**Data extracts**:
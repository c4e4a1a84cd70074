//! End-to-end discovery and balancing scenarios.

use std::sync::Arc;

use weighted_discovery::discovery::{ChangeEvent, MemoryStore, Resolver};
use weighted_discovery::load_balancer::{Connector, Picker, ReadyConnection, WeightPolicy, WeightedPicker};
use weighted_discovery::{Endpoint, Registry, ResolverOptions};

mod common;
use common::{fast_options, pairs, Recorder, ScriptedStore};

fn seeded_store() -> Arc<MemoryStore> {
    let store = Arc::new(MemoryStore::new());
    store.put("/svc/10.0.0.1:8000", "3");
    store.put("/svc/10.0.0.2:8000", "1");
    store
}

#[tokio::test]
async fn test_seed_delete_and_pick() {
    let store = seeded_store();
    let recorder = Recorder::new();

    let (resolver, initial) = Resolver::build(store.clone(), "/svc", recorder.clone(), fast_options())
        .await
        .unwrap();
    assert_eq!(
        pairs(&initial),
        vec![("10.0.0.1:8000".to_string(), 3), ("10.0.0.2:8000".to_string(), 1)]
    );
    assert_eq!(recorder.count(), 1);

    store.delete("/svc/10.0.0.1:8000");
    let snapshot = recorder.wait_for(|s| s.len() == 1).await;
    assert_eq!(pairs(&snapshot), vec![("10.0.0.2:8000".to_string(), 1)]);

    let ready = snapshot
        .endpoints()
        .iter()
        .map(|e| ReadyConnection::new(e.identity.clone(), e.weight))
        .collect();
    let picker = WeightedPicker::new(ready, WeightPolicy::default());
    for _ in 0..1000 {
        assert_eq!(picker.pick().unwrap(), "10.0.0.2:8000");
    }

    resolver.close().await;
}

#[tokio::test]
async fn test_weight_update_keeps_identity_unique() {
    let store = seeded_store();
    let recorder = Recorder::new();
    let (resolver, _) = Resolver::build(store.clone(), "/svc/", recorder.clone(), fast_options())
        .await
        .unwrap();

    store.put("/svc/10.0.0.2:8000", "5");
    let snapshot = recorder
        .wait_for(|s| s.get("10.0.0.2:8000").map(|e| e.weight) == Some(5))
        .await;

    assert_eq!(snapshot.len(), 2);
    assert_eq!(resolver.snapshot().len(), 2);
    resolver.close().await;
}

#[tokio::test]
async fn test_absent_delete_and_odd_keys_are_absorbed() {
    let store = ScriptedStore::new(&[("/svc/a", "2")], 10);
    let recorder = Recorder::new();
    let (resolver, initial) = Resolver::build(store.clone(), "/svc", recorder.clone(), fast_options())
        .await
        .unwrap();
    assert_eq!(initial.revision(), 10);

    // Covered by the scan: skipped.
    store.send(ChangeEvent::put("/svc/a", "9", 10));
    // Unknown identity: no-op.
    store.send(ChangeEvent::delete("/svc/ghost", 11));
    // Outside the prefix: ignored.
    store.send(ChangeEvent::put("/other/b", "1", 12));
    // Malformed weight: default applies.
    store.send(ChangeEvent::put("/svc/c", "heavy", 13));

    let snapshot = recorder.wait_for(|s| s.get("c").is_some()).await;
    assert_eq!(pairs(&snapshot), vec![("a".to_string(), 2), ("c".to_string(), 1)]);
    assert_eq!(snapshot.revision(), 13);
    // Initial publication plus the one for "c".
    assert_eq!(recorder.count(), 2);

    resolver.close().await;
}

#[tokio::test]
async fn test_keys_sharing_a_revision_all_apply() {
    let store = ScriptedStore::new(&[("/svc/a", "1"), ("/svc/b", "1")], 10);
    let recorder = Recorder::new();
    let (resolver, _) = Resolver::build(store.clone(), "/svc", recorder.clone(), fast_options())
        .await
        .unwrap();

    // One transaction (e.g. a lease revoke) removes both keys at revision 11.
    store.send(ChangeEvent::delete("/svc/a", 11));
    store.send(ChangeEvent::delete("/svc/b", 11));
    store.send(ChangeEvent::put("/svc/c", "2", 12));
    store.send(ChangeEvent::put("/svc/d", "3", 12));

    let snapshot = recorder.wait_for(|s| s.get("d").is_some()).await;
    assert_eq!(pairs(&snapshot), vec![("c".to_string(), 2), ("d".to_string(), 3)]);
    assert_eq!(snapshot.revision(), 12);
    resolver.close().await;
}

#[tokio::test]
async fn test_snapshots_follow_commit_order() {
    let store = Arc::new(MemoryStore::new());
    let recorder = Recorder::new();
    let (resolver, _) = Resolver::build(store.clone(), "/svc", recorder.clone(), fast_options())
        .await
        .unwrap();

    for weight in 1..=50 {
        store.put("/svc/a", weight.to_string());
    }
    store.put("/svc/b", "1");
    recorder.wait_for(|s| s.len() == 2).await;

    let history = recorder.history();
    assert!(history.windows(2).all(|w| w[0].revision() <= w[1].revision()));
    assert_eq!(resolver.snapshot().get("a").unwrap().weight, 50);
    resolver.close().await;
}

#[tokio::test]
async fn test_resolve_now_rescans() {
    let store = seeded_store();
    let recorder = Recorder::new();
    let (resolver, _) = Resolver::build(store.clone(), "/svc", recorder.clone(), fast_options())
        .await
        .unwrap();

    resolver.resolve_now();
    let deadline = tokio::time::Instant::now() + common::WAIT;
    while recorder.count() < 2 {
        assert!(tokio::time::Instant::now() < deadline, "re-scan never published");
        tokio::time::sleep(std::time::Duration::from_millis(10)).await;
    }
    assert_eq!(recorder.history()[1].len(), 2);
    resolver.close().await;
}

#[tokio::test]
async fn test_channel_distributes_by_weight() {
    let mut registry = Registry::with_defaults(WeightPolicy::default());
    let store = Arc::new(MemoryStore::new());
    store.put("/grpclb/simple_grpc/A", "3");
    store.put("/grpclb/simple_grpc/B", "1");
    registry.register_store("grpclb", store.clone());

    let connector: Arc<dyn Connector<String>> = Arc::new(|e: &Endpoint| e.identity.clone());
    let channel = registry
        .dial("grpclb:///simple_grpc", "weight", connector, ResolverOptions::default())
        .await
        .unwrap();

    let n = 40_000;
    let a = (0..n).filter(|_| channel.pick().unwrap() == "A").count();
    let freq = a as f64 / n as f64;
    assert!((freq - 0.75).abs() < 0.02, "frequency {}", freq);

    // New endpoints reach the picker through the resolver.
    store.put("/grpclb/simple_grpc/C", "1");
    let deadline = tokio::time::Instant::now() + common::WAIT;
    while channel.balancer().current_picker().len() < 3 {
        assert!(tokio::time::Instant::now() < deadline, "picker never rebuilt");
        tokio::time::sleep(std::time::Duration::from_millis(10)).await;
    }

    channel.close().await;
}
==
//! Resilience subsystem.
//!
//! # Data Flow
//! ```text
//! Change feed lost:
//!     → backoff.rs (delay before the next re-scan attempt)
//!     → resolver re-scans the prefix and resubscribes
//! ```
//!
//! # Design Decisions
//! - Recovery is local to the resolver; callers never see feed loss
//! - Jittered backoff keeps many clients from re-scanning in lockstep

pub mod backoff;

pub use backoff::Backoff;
==
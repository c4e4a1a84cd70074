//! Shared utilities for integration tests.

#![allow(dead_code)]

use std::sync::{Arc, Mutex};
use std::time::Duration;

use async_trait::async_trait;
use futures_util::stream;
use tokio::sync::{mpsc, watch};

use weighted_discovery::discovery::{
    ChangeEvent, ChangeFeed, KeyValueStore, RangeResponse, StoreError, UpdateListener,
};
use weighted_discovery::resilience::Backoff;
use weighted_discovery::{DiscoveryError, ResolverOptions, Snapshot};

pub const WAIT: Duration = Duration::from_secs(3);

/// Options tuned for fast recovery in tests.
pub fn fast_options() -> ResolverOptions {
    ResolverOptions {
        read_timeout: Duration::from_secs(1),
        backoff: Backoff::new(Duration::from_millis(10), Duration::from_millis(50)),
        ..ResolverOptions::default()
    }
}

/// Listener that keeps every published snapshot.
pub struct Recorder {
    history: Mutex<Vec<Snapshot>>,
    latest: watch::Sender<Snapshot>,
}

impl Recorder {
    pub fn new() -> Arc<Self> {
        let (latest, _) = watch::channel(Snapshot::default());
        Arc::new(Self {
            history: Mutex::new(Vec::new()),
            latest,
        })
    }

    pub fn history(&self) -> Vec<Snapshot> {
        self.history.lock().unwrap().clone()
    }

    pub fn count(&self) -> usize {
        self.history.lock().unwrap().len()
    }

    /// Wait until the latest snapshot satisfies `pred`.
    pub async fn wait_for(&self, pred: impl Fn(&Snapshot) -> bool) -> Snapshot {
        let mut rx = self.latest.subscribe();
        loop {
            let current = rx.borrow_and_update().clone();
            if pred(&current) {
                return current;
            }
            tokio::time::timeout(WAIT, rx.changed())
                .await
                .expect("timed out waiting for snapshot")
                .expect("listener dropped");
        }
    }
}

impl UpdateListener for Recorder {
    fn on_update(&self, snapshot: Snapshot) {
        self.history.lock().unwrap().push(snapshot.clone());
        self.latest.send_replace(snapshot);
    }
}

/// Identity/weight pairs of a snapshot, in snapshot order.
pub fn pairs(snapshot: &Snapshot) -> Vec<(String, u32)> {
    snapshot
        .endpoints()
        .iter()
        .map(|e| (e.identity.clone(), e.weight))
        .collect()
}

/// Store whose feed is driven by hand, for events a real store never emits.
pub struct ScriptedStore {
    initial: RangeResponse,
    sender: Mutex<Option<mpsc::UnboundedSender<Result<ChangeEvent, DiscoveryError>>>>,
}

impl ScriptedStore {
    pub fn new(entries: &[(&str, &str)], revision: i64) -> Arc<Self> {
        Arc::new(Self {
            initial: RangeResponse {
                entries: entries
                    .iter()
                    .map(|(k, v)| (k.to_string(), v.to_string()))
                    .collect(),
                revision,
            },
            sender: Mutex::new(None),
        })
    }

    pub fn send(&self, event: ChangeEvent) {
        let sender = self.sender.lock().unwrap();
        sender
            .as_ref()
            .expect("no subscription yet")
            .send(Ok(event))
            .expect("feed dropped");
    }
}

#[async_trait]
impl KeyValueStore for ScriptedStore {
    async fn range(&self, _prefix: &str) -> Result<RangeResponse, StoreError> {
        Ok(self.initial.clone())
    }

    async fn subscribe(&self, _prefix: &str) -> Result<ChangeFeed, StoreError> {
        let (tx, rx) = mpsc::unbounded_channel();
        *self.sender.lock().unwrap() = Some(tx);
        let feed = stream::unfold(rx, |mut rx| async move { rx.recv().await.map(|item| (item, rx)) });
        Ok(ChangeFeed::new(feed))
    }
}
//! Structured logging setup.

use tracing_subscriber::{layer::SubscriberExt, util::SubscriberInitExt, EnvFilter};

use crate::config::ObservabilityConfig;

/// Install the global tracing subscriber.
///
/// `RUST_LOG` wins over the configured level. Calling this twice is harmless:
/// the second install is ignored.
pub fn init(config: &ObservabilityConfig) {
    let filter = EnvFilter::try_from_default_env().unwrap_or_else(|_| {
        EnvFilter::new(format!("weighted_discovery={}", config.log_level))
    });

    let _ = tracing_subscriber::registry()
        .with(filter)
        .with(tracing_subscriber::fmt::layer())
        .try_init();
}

**What to do**: Exactly how many lines of the listing above hold the word "ScriptedStore"? Give the number alone.

**Result for this task**: 6